- _Work to complete_:
Output exactly the lines below, starting with the line that has "use std::fmt;" and going on through the line that has "pub struct DelimiterPair", both included, and no other lines.

- _Stored dataset items_:
======

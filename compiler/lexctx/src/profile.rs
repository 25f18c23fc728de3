//! Language profiles: per-language tables of literal delimiters.
//!
//! A profile declares which characters open string literals, how line and
//! block comments open (and close), and which delimiter pairs enclose regex
//! literals. The first characters of every block and regex opener are
//! precomputed into sets so the advance engine can reject most characters
//! with a single lookup before attempting a sticky match.
//!
//! Built-in presets live in a process-wide registry that is initialized on
//! first use and never mutated afterwards.

use std::fmt;
use std::str::FromStr;
use std::sync::OnceLock;

use rustc_hash::{FxHashMap, FxHashSet};
use smallvec::SmallVec;

use crate::ScanError;

/// An `(open, close)` delimiter pair for block comments or regex literals.
#[derive(Clone, Debug, PartialEq, Eq)]
pub struct DelimiterPair {
    open: Box<str>,
    close: Box<str>,
}

impl DelimiterPair {
    pub fn new(open: &str, close: &str) -> Self {
        Self {
            open: open.into(),
            close: close.into(),
        }
    }

    /// The opening pattern.
    pub fn open(&self) -> &str {
        &self.open
    }

    /// The closing pattern.
    pub fn close(&self) -> &str {
        &self.close
    }
}

/// Line comment declaration.
#[derive(Clone, Debug, PartialEq, Eq)]
pub struct LineComment {
    opener: Box<str>,
    /// Only recognize the opener when nothing but inline whitespace precedes
    /// it on the current line.
    sol_only: bool,
}

impl LineComment {
    pub fn opener(&self) -> &str {
        &self.opener
    }

    pub fn sol_only(&self) -> bool {
        self.sol_only
    }
}

/// Immutable delimiter table for one language.
///
/// Profiles are `Send + Sync` and are shared by reference between any number
/// of scanners.
#[derive(Clone, Debug, Default)]
pub struct LanguageProfile {
    name: Option<Box<str>>,
    strings: FxHashSet<char>,
    line_comment: Option<LineComment>,
    block_comments: SmallVec<[DelimiterPair; 2]>,
    block_first: FxHashSet<char>,
    regexes: SmallVec<[DelimiterPair; 1]>,
    regex_first: FxHashSet<char>,
}

impl LanguageProfile {
    /// Start assembling a custom profile.
    pub fn builder() -> ProfileBuilder {
        ProfileBuilder::default()
    }

    /// Look up a built-in preset by name (see [`Language`] for accepted names).
    pub fn preset(name: &str) -> Result<&'static LanguageProfile, ScanError> {
        name.parse::<Language>().map(Language::profile)
    }

    pub fn name(&self) -> Option<&str> {
        self.name.as_deref()
    }

    /// Returns `true` if `c` opens (and closes) a string literal.
    #[inline]
    pub fn is_string_delimiter(&self, c: char) -> bool {
        self.strings.contains(&c)
    }

    /// String delimiters in unspecified order.
    pub fn string_delimiters(&self) -> impl Iterator<Item = char> + '_ {
        self.strings.iter().copied()
    }

    pub fn line_comment(&self) -> Option<&LineComment> {
        self.line_comment.as_ref()
    }

    pub fn block_comments(&self) -> &[DelimiterPair] {
        &self.block_comments
    }

    pub fn regexes(&self) -> &[DelimiterPair] {
        &self.regexes
    }

    /// Returns `true` if the profile declares no literal patterns at all.
    ///
    /// A scanner with such a profile tracks only depth and position.
    pub fn is_plain(&self) -> bool {
        self.strings.is_empty()
            && self.line_comment.is_none()
            && self.block_comments.is_empty()
            && self.regexes.is_empty()
    }

    /// Sticky match of the line comment opener at the start of `rest`.
    pub(crate) fn matches_line_comment(&self, rest: &str, at_sol: bool) -> bool {
        self.line_comment
            .as_ref()
            .is_some_and(|lc| (at_sol || !lc.sol_only) && rest.starts_with(&*lc.opener))
    }

    /// Sticky match of a block comment opener; returns the pair index.
    pub(crate) fn match_block_comment(&self, first: char, rest: &str) -> Option<usize> {
        match_pair(&self.block_first, &self.block_comments, first, rest)
    }

    /// Sticky match of a regex opener; returns the pair index.
    pub(crate) fn match_regex(&self, first: char, rest: &str) -> Option<usize> {
        match_pair(&self.regex_first, &self.regexes, first, rest)
    }
}

fn match_pair(
    first_chars: &FxHashSet<char>,
    pairs: &[DelimiterPair],
    first: char,
    rest: &str,
) -> Option<usize> {
    if !first_chars.contains(&first) {
        return None;
    }
    pairs.iter().position(|pair| rest.starts_with(pair.open()))
}

fn first_chars(pairs: &[DelimiterPair]) -> FxHashSet<char> {
    pairs.iter().filter_map(|p| p.open().chars().next()).collect()
}

/// Builder for custom [`LanguageProfile`]s.
///
/// Pairs with an empty opener or closer are ignored, since they could never
/// be matched sensibly.
#[derive(Clone, Debug, Default)]
pub struct ProfileBuilder {
    name: Option<Box<str>>,
    strings: FxHashSet<char>,
    line_comment: Option<LineComment>,
    block_comments: SmallVec<[DelimiterPair; 2]>,
    regexes: SmallVec<[DelimiterPair; 1]>,
}

impl ProfileBuilder {
    #[must_use]
    pub fn name(mut self, name: &str) -> Self {
        self.name = Some(name.into());
        self
    }

    #[must_use]
    pub fn strings(mut self, delimiters: impl IntoIterator<Item = char>) -> Self {
        self.strings.extend(delimiters);
        self
    }

    /// Line comment recognized anywhere in code.
    #[must_use]
    pub fn line_comment(self, opener: &str) -> Self {
        self.set_line_comment(opener, false)
    }

    /// Line comment recognized only at the start of a line (after optional
    /// indentation).
    #[must_use]
    pub fn line_comment_at_sol(self, opener: &str) -> Self {
        self.set_line_comment(opener, true)
    }

    fn set_line_comment(mut self, opener: &str, sol_only: bool) -> Self {
        self.line_comment = (!opener.is_empty()).then(|| LineComment {
            opener: opener.into(),
            sol_only,
        });
        self
    }

    #[must_use]
    pub fn block_comment(mut self, open: &str, close: &str) -> Self {
        if !open.is_empty() && !close.is_empty() {
            self.block_comments.push(DelimiterPair::new(open, close));
        }
        self
    }

    #[must_use]
    pub fn regex(mut self, open: &str, close: &str) -> Self {
        if !open.is_empty() && !close.is_empty() {
            self.regexes.push(DelimiterPair::new(open, close));
        }
        self
    }

    pub fn build(self) -> LanguageProfile {
        LanguageProfile {
            block_first: first_chars(&self.block_comments),
            regex_first: first_chars(&self.regexes),
            name: self.name,
            strings: self.strings,
            line_comment: self.line_comment,
            block_comments: self.block_comments,
            regexes: self.regexes,
        }
    }
}

// ─── Presets ───────────────────────────────────────────────────

/// Built-in language presets.
#[derive(Clone, Copy, Debug, PartialEq, Eq, Hash)]
pub enum Language {
    Js,
    Ts,
    Css,
    Html,
    Xml,
    Json,
    Json5,
    Jsonc,
    Yaml,
    Md,
    Python,
    C,
    Cpp,
    Java,
    Php,
    Ruby,
    Go,
    Rust,
    Swift,
    Kotlin,
    Shell,
    Bash,
}

impl Language {
    /// Every preset, in registry order.
    pub const ALL: [Language; 22] = [
        Language::Js,
        Language::Ts,
        Language::Css,
        Language::Html,
        Language::Xml,
        Language::Json,
        Language::Json5,
        Language::Jsonc,
        Language::Yaml,
        Language::Md,
        Language::Python,
        Language::C,
        Language::Cpp,
        Language::Java,
        Language::Php,
        Language::Ruby,
        Language::Go,
        Language::Rust,
        Language::Swift,
        Language::Kotlin,
        Language::Shell,
        Language::Bash,
    ];

    /// Canonical preset name.
    pub fn name(self) -> &'static str {
        match self {
            Language::Js => "js",
            Language::Ts => "ts",
            Language::Css => "css",
            Language::Html => "html",
            Language::Xml => "xml",
            Language::Json => "json",
            Language::Json5 => "json5",
            Language::Jsonc => "jsonc",
            Language::Yaml => "yaml",
            Language::Md => "md",
            Language::Python => "python",
            Language::C => "c",
            Language::Cpp => "cpp",
            Language::Java => "java",
            Language::Php => "php",
            Language::Ruby => "ruby",
            Language::Go => "go",
            Language::Rust => "rust",
            Language::Swift => "swift",
            Language::Kotlin => "kotlin",
            Language::Shell => "shell",
            Language::Bash => "bash",
        }
    }

    /// The preset's profile from the shared registry.
    pub fn profile(self) -> &'static LanguageProfile {
        &registry()[self as usize]
    }

    fn build_profile(self) -> LanguageProfile {
        let builder = LanguageProfile::builder().name(self.name());
        match self {
            Language::Js | Language::Ts => builder
                .strings(['\'', '"', '`'])
                .line_comment("//")
                .block_comment("/*", "*/")
                .regex("/", "/"),
            Language::Css => builder.strings(['\'', '"']).block_comment("/*", "*/"),
            Language::Html | Language::Xml => {
                builder.strings(['\'', '"']).block_comment("<!--", "-->")
            }
            Language::Json => builder.strings(['"']),
            Language::Json5 | Language::Jsonc => builder
                .strings(['"'])
                .line_comment("//")
                .block_comment("/*", "*/"),
            Language::Yaml => builder.strings(['"']).line_comment("#"),
            Language::Md => builder.strings(['"']).line_comment("<!--"),
            Language::Python => builder
                .strings(['\'', '"', '`'])
                .line_comment("#")
                .block_comment("'''", "'''")
                .block_comment("\"\"\"", "\"\"\""),
            Language::C | Language::Cpp | Language::Java => builder
                .strings(['\'', '"'])
                .line_comment("//")
                .block_comment("/*", "*/"),
            Language::Php
            | Language::Go
            | Language::Rust
            | Language::Swift
            | Language::Kotlin => builder
                .strings(['\'', '"', '`'])
                .line_comment("//")
                .block_comment("/*", "*/"),
            Language::Ruby => builder
                .strings(['\'', '"', '`'])
                .line_comment("#")
                .block_comment("=begin", "=end"),
            Language::Shell | Language::Bash => builder.strings(['\'', '"']).line_comment("#"),
        }
        .build()
    }
}

impl fmt::Display for Language {
    fn fmt(&self, f: &mut fmt::Formatter<'_>) -> fmt::Result {
        f.write_str(self.name())
    }
}

impl FromStr for Language {
    type Err = ScanError;

    /// Parse a preset name, case-insensitively, accepting common aliases.
    fn from_str(name: &str) -> Result<Self, Self::Err> {
        let key = name.trim().to_ascii_lowercase();
        names()
            .get(key.as_str())
            .copied()
            .ok_or_else(|| ScanError::InvalidLanguage {
                name: name.to_owned(),
            })
    }
}

/// Preset profiles, indexed by `Language` discriminant.
fn registry() -> &'static [LanguageProfile; Language::ALL.len()] {
    static PRESETS: OnceLock<[LanguageProfile; Language::ALL.len()]> = OnceLock::new();
    PRESETS.get_or_init(|| Language::ALL.map(Language::build_profile))
}

/// Name and alias lookup table.
fn names() -> &'static FxHashMap<&'static str, Language> {
    static NAMES: OnceLock<FxHashMap<&'static str, Language>> = OnceLock::new();
    NAMES.get_or_init(|| {
        let mut map: FxHashMap<&'static str, Language> =
            Language::ALL.iter().map(|&lang| (lang.name(), lang)).collect();
        let aliases = [
            ("javascript", Language::Js),
            ("typescript", Language::Ts),
            ("py", Language::Python),
            ("rb", Language::Ruby),
            ("rs", Language::Rust),
            ("sh", Language::Shell),
            ("yml", Language::Yaml),
            ("markdown", Language::Md),
            ("c++", Language::Cpp),
        ];
        map.extend(aliases);
        map
    })
}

======

- _Exercise answer_:
use std::fmt;
use std::str::FromStr;
use std::sync::OnceLock;

use rustc_hash::{FxHashMap, FxHashSet};
use smallvec::SmallVec;

use crate::ScanError;

/// An `(open, close)` delimiter pair for block comments or regex literals.
#[derive(Clone, Debug, PartialEq, Eq)]
pub struct DelimiterPair {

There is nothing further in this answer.